═══ PROVIDED RECORDS
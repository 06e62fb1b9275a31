use chrono::Utc;
use rusqlite::{Connection, TransactionBehavior, params};

use crate::{
    database::Database,
    error::BankError,
    models::{NewReview, REVIEW_COLUMNS, Review, ReviewView},
    posts::{MAX_RESULTS, post_exists},
    users::{fetch_user, user_exists},
};

fn view(conn: &Connection, review: Review) -> Result<ReviewView, BankError> {
    Ok(ReviewView {
        reviewer: fetch_user(conn, review.reviewer_id)?,
        reviewed_user: fetch_user(conn, review.reviewed_user_id)?,
        review,
    })
}

impl Database {
    pub async fn create_review(
        &self,
        reviewer_id: i64,
        new_review: NewReview,
    ) -> Result<ReviewView, BankError> {
        self.call(move |conn| {
            if new_review.reviewed_user_id == reviewer_id {
                return Err(BankError::Invalid("Cannot review yourself".to_string()));
            }
            if !(1..=5).contains(&new_review.rating) {
                return Err(BankError::Invalid(
                    "Rating must be between 1 and 5".to_string(),
                ));
            }

            let tx = conn.transaction_with_behavior(TransactionBehavior::Immediate)?;

            if !user_exists(&tx, new_review.reviewed_user_id)? {
                return Err(BankError::NotFound("User"));
            }
            if let Some(post_id) = new_review.food_post_id {
                if !post_exists(&tx, post_id)? {
                    return Err(BankError::NotFound("Food post"));
                }
            }

            tx.execute(
                "INSERT INTO reviews (reviewer_id, reviewed_user_id, food_post_id, rating, comment, created_at)
                 VALUES (?1, ?2, ?3, ?4, ?5, ?6)",
                params![
                    reviewer_id,
                    new_review.reviewed_user_id,
                    new_review.food_post_id,
                    new_review.rating,
                    new_review.comment,
                    Utc::now(),
                ],
            )?;

            let review = tx.query_row(
                &format!("SELECT {REVIEW_COLUMNS} FROM reviews WHERE id = ?1"),
                [tx.last_insert_rowid()],
                Review::from_row,
            )?;

            let review = view(&tx, review)?;
            tx.commit()?;

            Ok(review)
        })
        .await
    }

    /// Reviews received by `user_id`, newest first.
    pub async fn reviews_for(&self, user_id: i64) -> Result<Vec<ReviewView>, BankError> {
        self.call(move |conn| {
            if !user_exists(conn, user_id)? {
                return Err(BankError::NotFound("User"));
            }

            let reviews = {
                let mut stmt = conn.prepare(&format!(
                    "SELECT {REVIEW_COLUMNS} FROM reviews
                     WHERE reviewed_user_id = ?1
                     ORDER BY id DESC LIMIT ?2"
                ))?;
                let rows = stmt
                    .query_map(params![user_id, MAX_RESULTS as i64], Review::from_row)?
                    .collect::<Result<Vec<_>, _>>()?;
                rows
            };

            reviews
                .into_iter()
                .map(|review| view(conn, review))
                .collect()
        })
        .await
    }
}

#[cfg(test)]
mod tests {
    use super::*;
    use crate::{database::tests::temp_database, users::tests::new_user};

    fn review(reviewed_user_id: i64, rating: u8) -> NewReview {
        NewReview {
            reviewed_user_id,
            food_post_id: None,
            rating,
            comment: Some("Friendly pickup".to_string()),
        }
    }

    #[tokio::test]
    async fn lists_received_reviews() {
        let (_dir, database) = temp_database().await;
        let alice = database.create_user(new_user("alice")).await.unwrap();
        let bob = database.create_user(new_user("bob")).await.unwrap();
        let carol = database.create_user(new_user("carol")).await.unwrap();

        database.create_review(bob.id, review(alice.id, 5)).await.unwrap();
        database.create_review(carol.id, review(alice.id, 4)).await.unwrap();
        database.create_review(alice.id, review(bob.id, 3)).await.unwrap();

        let received = database.reviews_for(alice.id).await.unwrap();
        let ratings: Vec<u8> = received.iter().map(|r| r.review.rating).collect();

        assert_eq!(ratings, [4, 5]);
        assert_eq!(received[0].reviewer.username, "carol");
        assert_eq!(received[0].reviewed_user.username, "alice");
    }

    #[tokio::test]
    async fn rejects_bad_reviews() {
        let (_dir, database) = temp_database().await;
        let alice = database.create_user(new_user("alice")).await.unwrap();
        let bob = database.create_user(new_user("bob")).await.unwrap();

        assert!(matches!(
            database.create_review(alice.id, review(alice.id, 5)).await,
            Err(BankError::Invalid(_))
        ));
        assert!(matches!(
            database.create_review(alice.id, review(bob.id, 6)).await,
            Err(BankError::Invalid(_))
        ));
        assert!(matches!(
            database.create_review(alice.id, review(bob.id, 0)).await,
            Err(BankError::Invalid(_))
        ));
        assert!(matches!(
            database.create_review(alice.id, review(404, 3)).await,
            Err(BankError::NotFound("User"))
        ));
        assert!(matches!(
            database.reviews_for(404).await,
            Err(BankError::NotFound("User"))
        ));
    }
}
══════
__YOUR TASK__
Make an exact copy of every line in the data.

__WRITTEN RESPONSE__
repository 06e62fb1b9275a31
use chrono::Utc;
use rusqlite::{Connection, TransactionBehavior, params};

use crate::{
    database::Database,
    error::BankError,
    models::{NewReview, REVIEW_COLUMNS, Review, ReviewView},
    posts::{MAX_RESULTS, post_exists},
    users::{fetch_user, user_exists},
};

fn view(conn: &Connection, review: Review) -> Result<ReviewView, BankError> {
    Ok(ReviewView {
        reviewer: fetch_user(conn, review.reviewer_id)?,
        reviewed_user: fetch_user(conn, review.reviewed_user_id)?,
        review,
    })
}

impl Database {
    pub async fn create_review(
        &self,
        reviewer_id: i64,
        new_review: NewReview,
    ) -> Result<ReviewView, BankError> {
        self.call(move |conn| {
            if new_review.reviewed_user_id == reviewer_id {
                return Err(BankError::Invalid("Cannot review yourself".to_string()));
            }
            if !(1..=5).contains(&new_review.rating) {
                return Err(BankError::Invalid(
                    "Rating must be between 1 and 5".to_string(),
                ));
            }

            let tx = conn.transaction_with_behavior(TransactionBehavior::Immediate)?;

            if !user_exists(&tx, new_review.reviewed_user_id)? {
                return Err(BankError::NotFound("User"));
            }
            if let Some(post_id) = new_review.food_post_id {
                if !post_exists(&tx, post_id)? {
                    return Err(BankError::NotFound("Food post"));
                }
            }

            tx.execute(
                "INSERT INTO reviews (reviewer_id, reviewed_user_id, food_post_id, rating, comment, created_at)
                 VALUES (?1, ?2, ?3, ?4, ?5, ?6)",
                params![
                    reviewer_id,
                    new_review.reviewed_user_id,
                    new_review.food_post_id,
                    new_review.rating,
                    new_review.comment,
                    Utc::now(),
                ],
            )?;

            let review = tx.query_row(
                &format!("SELECT {REVIEW_COLUMNS} FROM reviews WHERE id = ?1"),
                [tx.last_insert_rowid()],
                Review::from_row,
            )?;

            let review = view(&tx, review)?;
            tx.commit()?;

            Ok(review)
        })
        .await
    }

    /// Reviews received by `user_id`, newest first.
    pub async fn reviews_for(&self, user_id: i64) -> Result<Vec<ReviewView>, BankError> {
        self.call(move |conn| {
            if !user_exists(conn, user_id)? {
                return Err(BankError::NotFound("User"));
            }

            let reviews = {
                let mut stmt = conn.prepare(&format!(
                    "SELECT {REVIEW_COLUMNS} FROM reviews
                     WHERE reviewed_user_id = ?1
                     ORDER BY id DESC LIMIT ?2"
                ))?;
                let rows = stmt
                    .query_map(params![user_id, MAX_RESULTS as i64], Review::from_row)?
                    .collect::<Result<Vec<_>, _>>()?;
                rows
            };

            reviews
                .into_iter()
                .map(|review| view(conn, review))
                .collect()
        })
        .await
    }
}

#[cfg(test)]
mod tests {
    use super::*;
    use crate::{database::tests::temp_database, users::tests::new_user};

    fn review(reviewed_user_id: i64, rating: u8) -> NewReview {
        NewReview {
            reviewed_user_id,
            food_post_id: None,
            rating,
            comment: Some("Friendly pickup".to_string()),
        }
    }

    #[tokio::test]
    async fn lists_received_reviews() {
        let (_dir, database) = temp_database().await;
        let alice = database.create_user(new_user("alice")).await.unwrap();
        let bob = database.create_user(new_user("bob")).await.unwrap();
        let carol = database.create_user(new_user("carol")).await.unwrap();

        database.create_review(bob.id, review(alice.id, 5)).await.unwrap();
        database.create_review(carol.id, review(alice.id, 4)).await.unwrap();
        database.create_review(alice.id, review(bob.id, 3)).await.unwrap();

        let received = database.reviews_for(alice.id).await.unwrap();
        let ratings: Vec<u8> = received.iter().map(|r| r.review.rating).collect();

        assert_eq!(ratings, [4, 5]);
        assert_eq!(received[0].reviewer.username, "carol");
        assert_eq!(received[0].reviewed_user.username, "alice");
    }

    #[tokio::test]
    async fn rejects_bad_reviews() {
        let (_dir, database) = temp_database().await;
        let alice = database.create_user(new_user("alice")).await.unwrap();
        let bob = database.create_user(new_user("bob")).await.unwrap();

        assert!(matches!(
            database.create_review(alice.id, review(alice.id, 5)).await,
            Err(BankError::Invalid(_))
        ));
        assert!(matches!(
            database.create_review(alice.id, review(bob.id, 6)).await,
            Err(BankError::Invalid(_))
        ));
        assert!(matches!(
            database.create_review(alice.id, review(bob.id, 0)).await,
            Err(BankError::Invalid(_))
        ));
        assert!(matches!(
            database.create_review(alice.id, review(404, 3)).await,
            Err(BankError::NotFound("User"))
        ));
        assert!(matches!(
            database.reviews_for(404).await,
            Err(BankError::NotFound("User"))
        ));
    }
}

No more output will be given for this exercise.